Read alignment - advanced

Learning outcomes

After having completed this chapter you will be able to:

Use samtools to mark duplicates from an alignment file
Use samtools to add readgroups to an alignment file
Use a for loop in bash to perform the same operation on a range of files
Use samtools in a pipe to efficiently do multiple operations on an alignment file in a single command

Material

samtools documentation

Exercises

1. Adding readgroups

During several steps of variant calling gatk uses read group information. For each read, this gives information on the sequencing platform, the library, the lane and of course the sample. Have a look at the description of the different levels of read group information gatk uses here.

Exercise: The documentation mentions several read group fields that are used by gatk. Have a look at the fastq header. Does that give you the information that is required? Do we have that information for our sample? Can you specify it for our sample?

Hint

You can have a look at the first few entries in the fastq file with:

zcat mother_R1.fastq.gz | head

Answer

Most of the information you should now based on the experimental design, the rest you can find in the fastq header:

PL: the platform. Should be quite obvious; you usually you have this information. For us, this would be ILLUMINA
SM: the sample. All alignments that have reads coming from the same individual should have the same identifier in this field. For us, this would be mother.
LB: library identifier. Molecular duplicates only exist within a library. If a single library was sequenced on multiple lanes, it is important to track this information. In our case, we have sequenced only one library, so you can specify it with e.g. lib1.
PU: platform unit. This field is used to identify the sequencing lane. The documentation tells us we should specify it as [FLOWCELL].[LANE].[SAMPLE BARCODE]. The header of the first entry in our fastq file looks like this: @H0164ALXX140820:2:1101:2136:40460/1. Where the flowcell ID is H0164 and the lane 2. This formatting is specific to Broad Genomic Services pipelines, and not very common nowadays. Here the sample barcode is added to the flowcell ID, and is therefore specified as ALXX140820. We can therefore specify it with H0164.2.ALXX140820.
ID: read group id. If you don’t have specific information on the flowcell and lane (specified with PU), you can use this field to specify a unique unit that is used for e.g. base quality score recalibration. This often a combination of a flow cell identifier and a lane. In our case this could be H0164.2

Note

More modern output of an Illumina sequencer looks e.g. like this (example on Wikipedia):

@EAS139:136:FC706VJ:2:2104:15343:197393 1:Y:18:ATCACG

Here, e.g. the PU field would be FC706VJ.2.ATCACG

Exercise: Have a look at the documentation of AddOrReplaceReadGroups. Specify the required arguments, and run the command.

Answer

We can use the answers of the previous exercise, and use them in the command:

gatk AddOrReplaceReadGroups \
--INPUT alignment/mother.bam \
--OUTPUT alignment/mother.rg.bam \
--RGLB lib1 \
--RGPU H0164.2.ALXX140820 \
--RGPL ILLUMINA \
--RGSM mother \
--RGID H0164.2

Exercise: Compare the header and first alignments of mother.bam and mother.rg.bam.

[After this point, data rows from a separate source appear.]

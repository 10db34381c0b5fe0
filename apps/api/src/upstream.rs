//! Upstream client: JSON over HTTP to the Careerion backend.
//!
//! Auth, profile storage and the chat backend all live behind one base URL.
//! Every collaborator client wraps an `UpstreamClient`; none of them build
//! `reqwest` requests on their own.

use std::time::Duration;

use reqwest::{Client, RequestBuilder};
use serde::{de::DeserializeOwned, Deserialize, Serialize};
use thiserror::Error;
use tracing::debug;

#[derive(Debug, Error)]
pub enum UpstreamError {
    #[error("HTTP error: {0}")]
    Http(#[from] reqwest::Error),

    #[error("API error (status {status}): {message}")]
    Api { status: u16, message: String },

    #[error("JSON decode error: {0}")]
    Decode(#[from] serde_json::Error),

    #[error("Rate limited after {retries} retries")]
    RateLimited { retries: u32 },
}

impl UpstreamError {
    /// Transport failures, 429 and 5xx are worth another attempt.
    pub fn is_retryable(&self) -> bool {
        match self {
            UpstreamError::Http(_) => true,
            UpstreamError::Api { status, .. } => *status == 429 || *status >= 500,
            UpstreamError::Decode(_) | UpstreamError::RateLimited { .. } => false,
        }
    }
}

/// Error body the backend returns on failure: `{ "error": "..." }`.
#[derive(Debug, Deserialize)]
struct BackendErrorBody {
    error: String,
}

#[derive(Clone)]
pub struct UpstreamClient {
    client: Client,
    base_url: String,
}

impl UpstreamClient {
    pub fn new(base_url: &str, timeout: Duration) -> Result<Self, UpstreamError> {
        let client = Client::builder().timeout(timeout).build()?;
        Ok(Self {
            client,
            base_url: base_url.trim_end_matches('/').to_string(),
        })
    }

    pub fn url(&self, path: &str) -> String {
        format!("{}/{}", self.base_url, path.trim_start_matches('/'))
    }

    pub async fn get_json<T: DeserializeOwned>(
        &self,
        path: &str,
        bearer: Option<&str>,
    ) -> Result<T, UpstreamError> {
        let body = self.send(self.client.get(self.url(path)), bearer).await?;
        Ok(serde_json::from_str(&body)?)
    }

    pub async fn post_json<B, T>(
        &self,
        path: &str,
        body: &B,
        bearer: Option<&str>,
    ) -> Result<T, UpstreamError>
    where
        B: Serialize + ?Sized,
        T: DeserializeOwned,
    {
        let request = self.client.post(self.url(path)).json(body);
        let body = self.send(request, bearer).await?;
        Ok(serde_json::from_str(&body)?)
    }

    /// POSTs and ignores whatever the backend sends back on success.
    pub async fn post_discard<B>(
        &self,
        path: &str,
        body: &B,
        bearer: Option<&str>,
    ) -> Result<(), UpstreamError>
    where
        B: Serialize + ?Sized,
    {
        let request = self.client.post(self.url(path)).json(body);
        self.send(request, bearer).await.map(|_| ())
    }

    async fn send(
        &self,
        request: RequestBuilder,
        bearer: Option<&str>,
    ) -> Result<String, UpstreamError> {
        let request = match bearer {
            Some(token) => request.bearer_auth(token),
            None => request,
        };

        let response = request.send().await?;
        let status = response.status();
        let body = response.text().await?;

        if !status.is_success() {
            return Err(UpstreamError::Api {
                status: status.as_u16(),
                message: error_message(body),
            });
        }

        debug!(
            status = status.as_u16(),
            bytes = body.len(),
            "Upstream call succeeded"
        );
        Ok(body)
    }
}

/// Pulls the backend's `error` message out of a failure body, falling back to
/// the raw body text.
fn error_message(body: String) -> String {
    serde_json::from_str::<BackendErrorBody>(&body)
        .map(|e| e.error)
        .unwrap_or(body)
}

#[cfg(test)]
mod tests {
    use super::*;

    #[test]
    fn test_url_joins_without_double_slash() {
        let client =
            UpstreamClient::new("http://localhost:5001/api/", Duration::from_secs(1)).unwrap();
        assert_eq!(client.url("/chat"), "http://localhost:5001/api/chat");
        assert_eq!(
            client.url("user/profile"),
            "http://localhost:5001/api/user/profile"
        );
    }

    #[test]
    fn test_error_message_prefers_backend_error_field() {
        assert_eq!(
            error_message(r#"{"error":"Invalid credentials"}"#.to_string()),
            "Invalid credentials"
        );
        assert_eq!(error_message("Bad Gateway".to_string()), "Bad Gateway");
    }

    #[test]
    fn test_retryable_statuses() {
        let api = |status| UpstreamError::Api {
            status,
            message: String::new(),
        };
        assert!(api(429).is_retryable());
        assert!(api(503).is_retryable());
        assert!(!api(400).is_retryable());
        assert!(!api(401).is_retryable());
        assert!(!UpstreamError::RateLimited { retries: 3 }.is_retryable());
    }
}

Notice any differences?

Hint

You can view the header with

samtools view -H <alignment.bam>

And the first few alignments with

samtools view <alignment.bam> | head

Answer

Compared to the header of mother.markdup.bam, the header of mother.markdup.rg.bam contains an extra line starting with @RG:

@RG     ID:H0164.2      LB:lib1 PL:ILLUMINA     SM:mother       PU:H0164.2.ALXX140820

In the alignment records, a tag was added at the very end of each line: RG:Z:H0164.2. Note that all fields (LB, PU, etc.) are related to ID. So for each read only ID is specified and all other fields can be deducted from that.

2. Mark duplicates

Now that we have specified read groups, we can mark the duplicates with gatk MarkDuplicates.

Exercise: Have a look at the documentation, and run gatk MarkDuplicates with the three required arguments.

Answer

gatk MarkDuplicates \
--INPUT alignment/mother.rg.bam \
--OUTPUT alignment/mother.rg.md.bam \
--METRICS_FILE alignment/marked_dup_metrics_mother.txt

Exercise: Run samtools flagstat on the alignment file with marked duplicates. How many reads were marked as duplicate?

Answer

samtools flagstat mother.rg.md.bam

Gives:

133477 + 0 in total (QC-passed reads + QC-failed reads)
0 + 0 secondary
317 + 0 supplementary
17329 + 0 duplicates
132892 + 0 mapped (99.56% : N/A)
133160 + 0 paired in sequencing
66580 + 0 read1
66580 + 0 read2
131470 + 0 properly paired (98.73% : N/A)
131990 + 0 with itself and mate mapped

585 + 0 singletons (0.44% : N/A)
0 + 0 with mate mapped to a different chr
0 + 0 with mate mapped to a different chr (mapQ>=5)

Which tells us that 17329 reads were marked as duplicate.

3. Indexing

To look up specific alignments, it is convenient to have your alignment file indexed. An indexing can be compared to a kind of ‘phonebook’ of your sequence alignment file. Indexing can be done with samtools as well, but it first needs to be sorted on coordinate (i.e. the alignment location). You can do it like this:

samtools index mother.rg.md.bam

4. Piping and looping

Exercise Generate a tab-delimited file in which each line represents a sample (mother, father and son), and where you specify the SM, LB, PU and ID fields. E.g., the first line (for ‘mother’) would look like:

mother  lib1    H0164.2.ALXX140820  H0164.2

Answer

Your file should look like this:

mother  lib1    H0164.2.ALXX140820  H0164.2
father  lib2    H0164.3.ALXX140820  H0164.3
son lib3    H0164.6.ALXX140820  H0164.6

Exercise: Below you can find a script that loops over each line in a file and creates a shell variable for each column in that line. Figure out where in the script each of the following tasks is performed:

adding read groups
alignment
indexing
compression
marking duplicates
sorting by coordinate

Exercise: Use the tab-delimited file you created as input for the ‘while loop’ to generate bam files for each sample that are sorted, compressed, have read groups added, duplicates marked and indexed. In the example the tab-delimited file is called sample_rg_fields.txt. In addition, add a command in which you generate the alignments statistics with samtools flagstat of the bam file with marked duplicates.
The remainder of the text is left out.